*INSTRUCTIONS TO FOLLOW:*
Check each line of the listing below for "DetectionError" and state how many lines contain it, with no other words.

______________________________

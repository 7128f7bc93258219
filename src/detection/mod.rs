//! Smart detection: click a road object, get a polygon.
//!
//! The pipeline captures the displayed frame, maps the click into frame
//! pixels, runs the object detector, keeps road classes, suppresses
//! overlapping boxes and picks the box under (or nearest to) the click.
//! When any step after capture fails, a fixed-size square around the
//! click is returned instead, so the tool always produces something.
//!
//! Detections are axis-aligned quads stored as polygon annotations; the
//! model only predicts boxes.

mod backend;
mod classes;
mod error;
mod frame;
#[cfg(feature = "onnx")]
mod onnx;
mod postprocess;
mod runtime;
mod service;
#[cfg(not(target_arch = "wasm32"))]
mod worker;

pub use backend::{
    DetectionBackend, DetectionRequest, DetectionResponse, DetectionTicket, InlineDetector,
};
pub use classes::{COCO_CLASSES, NUM_CLASSES, ROAD_CLASSES, class_name, default_road_classes};
pub use error::DetectionError;
pub use frame::{CapturedFrame, FrameSource, StaticFrame, preprocess};
#[cfg(feature = "onnx")]
pub use onnx::OnnxRuntime;
pub use postprocess::{
    DetectionCandidate, FALLBACK_CLASS, RECORD_LEN, decode_predictions, fallback_candidate,
    filter_classes, non_max_suppression, resolve_click,
};
pub use runtime::{
    DEFAULT_INPUT_SIZE, LoadGate, ModelRuntime, ModelStatus, ScriptedRuntime, UnavailableRuntime,
    encode_record,
};
pub use service::{DetectionConfig, DetectionService, DetectionSource, SmartDetection};
#[cfg(not(target_arch = "wasm32"))]
pub use worker::DetectionWorker;
//! Tests for the smart detection tool.

use super::*;
use crate::detection::{CapturedFrame, DetectionError, ModelStatus, ScriptedRuntime};
use crate::editor::{
    ACCEPT_PREVIEW_REGION, Affordance, EditingState, HelpHint, REJECT_PREVIEW_REGION, SmartState,
};
use crate::geometry::BoundingBox;
use crate::model::AnnotationKind;

/// A car at surface (100, 100, 100, 100) once mapped from the 640 grid onto a 640x500 frame.
fn car_runtime() -> ScriptedRuntime {
    ScriptedRuntime::with_boxes(&[(BoundingBox::new(100.0, 128.0, 100.0, 128.0), "car", 0.9)])
}

fn request(engine: &mut TestEngine, x: f32, y: f32) -> EventOutcome {
    engine.handle_pointer(PointerEvent::double_click(x, y))
}

fn accept(engine: &mut TestEngine) -> EventOutcome {
    let button = ACCEPT_PREVIEW_REGION.center();
    click(engine, button.x, button.y)
}

#[test]
fn test_detection_preview_and_accept() {
    let mut engine = engine_with(car_runtime());
    engine.set_tool(ToolMode::Smart);
    engine.set_category("Vehicle");
    assert_eq!(engine.model_status(), ModelStatus::Ready, "preloaded on tool select");
    assert_eq!(engine.overlay().help, HelpHint::AiReady);

    let EventOutcome::DetectionRequested(ticket) = request(&mut engine, 150.0, 150.0) else {
        panic!("detection not requested");
    };
    assert!(engine.is_detecting());
    assert_eq!(
        engine.overlay().help.text().as_deref(),
        Some("🤖 AI detection in progress...")
    );

    assert_eq!(engine.poll_detections(), vec![EventOutcome::PreviewReady(ticket)]);

    let detection = engine.state().preview().expect("preview").clone();
    assert_eq!(detection.object_class, "car");
    let bbox = BoundingBox::from_points(&detection.polygon).unwrap();
    assert!((bbox.x - 100.0).abs() < 1e-3);
    assert!((bbox.y - 100.0).abs() < 1e-3);
    assert!((bbox.width - 100.0).abs() < 1e-3);
    assert!((bbox.height - 100.0).abs() < 1e-3);

    let overlay = engine.overlay();
    assert!(overlay.preview.is_some());
    assert_eq!(
        overlay.affordances,
        vec![Affordance::AcceptPreview, Affordance::RejectPreview]
    );
    assert!(engine.store().is_empty(), "nothing committed before accept");

    let EventOutcome::PreviewAccepted(id) = accept(&mut engine) else {
        panic!("preview not accepted");
    };
    let annotation = engine.store().get(&id).unwrap();
    assert_eq!(annotation.kind, AnnotationKind::Polygon);
    assert_eq!(annotation.category, "Vehicle");
    assert_eq!(annotation.confidence, Some(0.85));
    assert_eq!(annotation.points, detection.polygon);
    assert!(matches!(engine.state(), EditingState::Smart(SmartState::Idle)));
}

#[test]
fn test_unavailable_model_falls_back_to_square() {
    let mut engine = engine();
    engine.set_tool(ToolMode::Smart);
    assert!(matches!(engine.model_status(), ModelStatus::Failed(_)));
    assert_eq!(
        engine.overlay().help.text().as_deref(),
        Some("❌ AI model failed to load - Using fallback")
    );

    request(&mut engine, 200.0, 150.0);
    engine.poll_detections();

    let detection = engine.state().preview().expect("preview");
    assert!(detection.is_fallback());
    assert_eq!(detection.object_class, "unknown");
    assert_eq!(
        detection.polygon,
        BoundingBox::new(160.0, 110.0, 80.0, 80.0).to_quad()
    );

    assert!(matches!(accept(&mut engine), EventOutcome::PreviewAccepted(_)));
    assert_eq!(engine.current_annotations()[0].confidence, Some(0.85));
}

#[test]
fn test_reject_button_discards_preview() {
    let mut engine = engine_with(car_runtime());
    engine.set_tool(ToolMode::Smart);
    request(&mut engine, 150.0, 150.0);
    engine.poll_detections();

    let button = REJECT_PREVIEW_REGION.center();
    assert_eq!(click(&mut engine, button.x, button.y), EventOutcome::PreviewRejected);
    assert!(engine.store().is_empty());
    assert!(engine.state().is_idle());
}

#[test]
fn test_secondary_click_rejects_preview() {
    let mut engine = engine_with(car_runtime());
    engine.set_tool(ToolMode::Smart);
    request(&mut engine, 150.0, 150.0);
    engine.poll_detections();

    assert_eq!(
        engine.handle_pointer(PointerEvent::secondary_click(0.0, 0.0)),
        EventOutcome::PreviewRejected
    );
    assert!(engine.store().is_empty());
}

#[test]
fn test_clicks_off_the_buttons_keep_preview() {
    let mut engine = engine_with(car_runtime());
    engine.set_tool(ToolMode::Smart);
    request(&mut engine, 150.0, 150.0);
    engine.poll_detections();

    assert_eq!(click(&mut engine, 400.0, 400.0), EventOutcome::Ignored);
    assert_eq!(request(&mut engine, 150.0, 150.0), EventOutcome::Ignored);
    assert!(engine.state().preview().is_some());
}

#[test]
fn test_input_suppressed_while_detecting() {
    let mut engine = engine_with(car_runtime());
    engine.set_tool(ToolMode::Smart);
    request(&mut engine, 150.0, 150.0);

    assert_eq!(request(&mut engine, 300.0, 300.0), EventOutcome::Ignored);
    assert_eq!(click(&mut engine, 150.0, 150.0), EventOutcome::Ignored);
    assert_eq!(
        engine.handle_pointer(PointerEvent::secondary_click(0.0, 0.0)),
        EventOutcome::Ignored
    );
    assert_eq!(engine.pending_detections(), 1, "only one request in flight");
}

#[test]
fn test_stale_detection_is_discarded_after_frame_change() {
    let mut engine = engine_with(car_runtime());
    engine.set_tool(ToolMode::Smart);
    let EventOutcome::DetectionRequested(ticket) = request(&mut engine, 150.0, 150.0) else {
        panic!("detection not requested");
    };

    engine.set_frame(1, 1.0 / 30.0);

    assert_eq!(
        engine.poll_detections(),
        vec![EventOutcome::DetectionDiscarded(ticket)]
    );
    assert!(engine.state().preview().is_none());
    assert!(engine.state().is_idle());
    assert!(engine.store().is_empty());
}

#[test]
fn test_stale_detection_is_discarded_after_tool_round_trip() {
    let mut engine = engine_with(car_runtime());
    engine.set_tool(ToolMode::Smart);
    let EventOutcome::DetectionRequested(ticket) = request(&mut engine, 150.0, 150.0) else {
        panic!("detection not requested");
    };

    engine.set_tool(ToolMode::Edit);
    engine.set_tool(ToolMode::Smart);

    assert_eq!(
        engine.poll_detections(),
        vec![EventOutcome::DetectionDiscarded(ticket)]
    );
    assert!(engine.state().is_idle());
}

#[test]
fn test_capture_unavailable_aborts_request() {
    let mut engine = engine_with(car_runtime());
    engine.set_tool(ToolMode::Smart);
    engine.frames_mut().set_frame(None);

    assert_eq!(
        request(&mut engine, 150.0, 150.0),
        EventOutcome::DetectionAborted(DetectionError::FrameCaptureUnavailable)
    );
    assert!(engine.state().is_idle());
    assert_eq!(engine.pending_detections(), 0);

    engine
        .frames_mut()
        .set_frame(Some(CapturedFrame::solid(640, 500, [90, 90, 90])));
    assert!(matches!(
        request(&mut engine, 150.0, 150.0),
        EventOutcome::DetectionRequested(_)
    ));
}

#[test]
fn test_accept_preview_directly() {
    let mut engine = engine_with(car_runtime());
    engine.set_tool(ToolMode::Smart);
    assert_eq!(engine.accept_preview(), EventOutcome::Ignored);
    assert_eq!(engine.reject_preview(), EventOutcome::Ignored);

    request(&mut engine, 150.0, 150.0);
    engine.poll_detections();

    assert!(matches!(engine.accept_preview(), EventOutcome::PreviewAccepted(_)));
    assert_eq!(engine.store().len(), 1);
    assert!(engine.undo());
    assert!(engine.store().is_empty());
}
use scraper::{ElementRef, Html, Selector};

/// Inline-style declarations that identify the order-confirmation container.
/// The sending template does not guarantee whitespace or declaration order,
/// so each declaration is checked individually against a normalized copy of
/// the attribute instead of comparing the whole string.
const CONTAINER_STYLE_SIGNATURE: [&str; 6] = [
    "font-size:16px",
    "width:100%!important",
    "height:100%!important",
    "margin:0!important",
    "padding:0!important",
    "background:#f8f8f8",
];

/// Locates the order-confirmation container and returns its flattened text:
/// every text node under it, trimmed, empties dropped, joined by newlines.
/// Returns `None` when no element carries the style signature.
pub fn flatten_order_container(html: &str) -> Option<String> {
    let document = Html::parse_document(html);
    let selector = Selector::parse("div[style]").ok()?;

    document
        .select(&selector)
        .find(|element| {
            element
                .value()
                .attr("style")
                .is_some_and(style_matches_signature)
        })
        .map(|element| flatten_text(&element))
}

fn style_matches_signature(style: &str) -> bool {
    let normalized: String = style
        .to_ascii_lowercase()
        .chars()
        .filter(|c| !c.is_whitespace())
        .collect();

    CONTAINER_STYLE_SIGNATURE
        .iter()
        .all(|declaration| normalized.contains(declaration))
}

fn flatten_text(element: &ElementRef) -> String {
    element
        .text()
        .map(str::trim)
        .filter(|fragment| !fragment.is_empty())
        .collect::<Vec<_>>()
        .join("\n")
}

______________________________

*ANSWER FOR THIS EXERCISE:*
3